Nun treibt ihn um, woran der Vater gestorben ist. Warum befand sich in seiner Speiseröhre ein 4 mal 6 Zentimeter großes Stück Käse? Während mal von Herzversagen, mal von Lungenentzündung die Rede ist, versteckt sich die 85jährige Mutter hinter einer Totalamnesie und schweigt.

Jepsens Roman erinnert an Lars von Triers Film "Das Fest". Nur dass sein Tribunal von einem kleinlauten, schleppenden Erzählen begleitet ist. Dabei kommen ganz nebenbei die ungeheuerlichsten Tatbestände zur Sprache: Missbrauch, Psychoterror, Verrat und Mord. Der dänische Autor beherrscht die Kunst des Beiseitesprechens.
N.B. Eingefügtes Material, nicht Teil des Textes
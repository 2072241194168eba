//! The seam between the correlation adapter and a worker transport.
//!
//! A worker stream is split into a shareable sending half and an exclusive
//! receiving half. The adapter writes from many concurrent callers while a
//! single read loop owns the source.

use crate::error::StreamError;
use async_trait::async_trait;
use membrane_trigger::{ClientMessage, ServerMessage};

/// Sending half of a worker stream.
#[async_trait]
pub trait MessageSink: Send + Sync {
    /// Writes one message to the worker.
    async fn send(&self, message: ServerMessage) -> Result<(), StreamError>;
}

/// Receiving half of a worker stream.
#[async_trait]
pub trait MessageSource: Send {
    /// Reads the next message, or `None` once the worker closed the stream.
    async fn recv(&mut self) -> Result<Option<ClientMessage>, StreamError>;
}

#[async_trait]
impl<S: MessageSink + ?Sized> MessageSink for std::sync::Arc<S> {
    async fn send(&self, message: ServerMessage) -> Result<(), StreamError> {
        (**self).send(message).await
    }
}

#[async_trait]
impl<S: MessageSource + ?Sized> MessageSource for Box<S> {
    async fn recv(&mut self) -> Result<Option<ClientMessage>, StreamError> {
        (**self).recv().await
    }
}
Jeder Versuch, sich mitzuteilen, missglückt. Das Sprechen selbst wird zum Delikt. Zudem werden in Jepsens auf Hochtouren rotierendem Karussell unaufhörlich die Plätze getauscht, so dass zwischen Tätern und Opfern nicht mehr zu unterscheiden ist. Jeder ist schuldig oder auch nicht.
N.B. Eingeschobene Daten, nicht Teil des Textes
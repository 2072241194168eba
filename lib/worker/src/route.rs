//! HTTP route workers.

use crate::adapter::Adapter;
use crate::error::WorkerError;
use crate::path::extract_path_params;
use crate::worker::{Worker, WorkerKind, forward};
use async_trait::async_trait;
use membrane_core::{Result, WorkerId};
use membrane_trigger::{Trigger, TriggerResponse};
use std::sync::Arc;
use tracing::debug;

/// Serves one path template of an API for a set of methods.
///
/// Matching requests are forwarded with the template's parameters attached
/// as `path_params`.
pub struct RouteWorker {
    id: WorkerId,
    api: String,
    path: String,
    methods: Vec<String>,
    adapter: Option<Arc<dyn Adapter>>,
}

impl RouteWorker {
    pub fn new(
        api: impl Into<String>,
        path: impl Into<String>,
        methods: Vec<String>,
        adapter: Option<Arc<dyn Adapter>>,
    ) -> Self {
        Self {
            id: WorkerId::new(),
            api: api.into(),
            path: path.into(),
            methods,
            adapter,
        }
    }

    fn accepts_method(&self, method: &str) -> bool {
        self.methods.iter().any(|m| m.eq_ignore_ascii_case(method))
    }
}

#[async_trait]
impl Worker for RouteWorker {
    fn id(&self) -> WorkerId {
        self.id
    }

    fn kind(&self) -> WorkerKind {
        WorkerKind::Route
    }

    fn matches(&self, trigger: &Trigger) -> bool {
        trigger.as_http().is_some_and(|http| {
            self.accepts_method(&http.method) && extract_path_params(&self.path, &http.path).is_ok()
        })
    }

    async fn handle(&self, trigger: Trigger) -> Result<TriggerResponse, WorkerError> {
        let kind = trigger.kind();
        let Trigger::Http(mut http) = trigger else {
            return Err(WorkerError::UnsupportedTrigger {
                worker: self.kind(),
                trigger: kind,
            }
            .into());
        };

        http.path_params = extract_path_params(&self.path, &http.path).map_err(WorkerError::from)?;
        debug!(api = %self.api, template = %self.path, path = %http.path, "routing request");
        forward(self.id, self.adapter.as_ref(), Trigger::Http(http)).await
    }
}

#[cfg(test)]
mod tests {
    use super::*;
    use crate::worker::testing::RecordingAdapter;

    fn customers(adapter: Option<Arc<dyn Adapter>>) -> RouteWorker {
        RouteWorker::new(
            "public",
            "/customers/:id",
            vec!["GET".to_string(), "PUT".to_string()],
            adapter,
        )
    }

    #[test]
    fn matches_method_and_template() {
        let worker = customers(None);
        assert!(worker.matches(&Trigger::http("GET", "/customers/42")));
        assert!(worker.matches(&Trigger::http("put", "/customers/42")));
        assert!(!worker.matches(&Trigger::http("POST", "/customers/42")));
        assert!(!worker.matches(&Trigger::http("GET", "/customers")));
        assert!(!worker.matches(&Trigger::topic("customers", Vec::new())));
    }

    #[tokio::test]
    async fn attaches_path_params_to_a_new_trigger() {
        let adapter = RecordingAdapter::succeeding();
        let worker = customers(Some(adapter.clone()));
        let original = Trigger::http("GET", "/customers/42");

        worker.handle(original.clone()).await.expect("handle");

        let forwarded = adapter.last().expect("forwarded trigger");
        let http = forwarded.as_http().expect("http");
        assert_eq!(http.path_params["id"], "42");
        assert!(original.as_http().expect("http").path_params.is_empty());
    }

    #[tokio::test]
    async fn non_matching_path_is_a_mismatch() {
        let worker = customers(Some(RecordingAdapter::succeeding()));
        let err = worker
            .handle(Trigger::http("GET", "/orders/42"))
            .await
            .unwrap_err();
        assert!(err.to_string().contains("does not match"));
    }

    #[tokio::test]
    async fn topic_trigger_is_unsupported() {
        let worker = customers(Some(RecordingAdapter::succeeding()));
        let err = worker
            .handle(Trigger::topic("orders", Vec::new()))
            .await
            .unwrap_err();
        assert!(err.to_string().contains("route worker cannot handle topic"));
    }
}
"Mit freundlicher Anteilnahme" ist ein Roman, der nicht allein von der Groteske lebt, sondern in dem erstmals auch elegische Tonlagen angestimmt werden. Der mysteriöse Tod des kranken Tyrannen löst reichlich Wut und verzweifelte Trauer aus. Sein tatsächliches Erbe lässt sich anhand der Habseligkeiten, die an ihn erinnern – Brille, Milchmannkäppi, Jagdgewehr – lediglich ahnen.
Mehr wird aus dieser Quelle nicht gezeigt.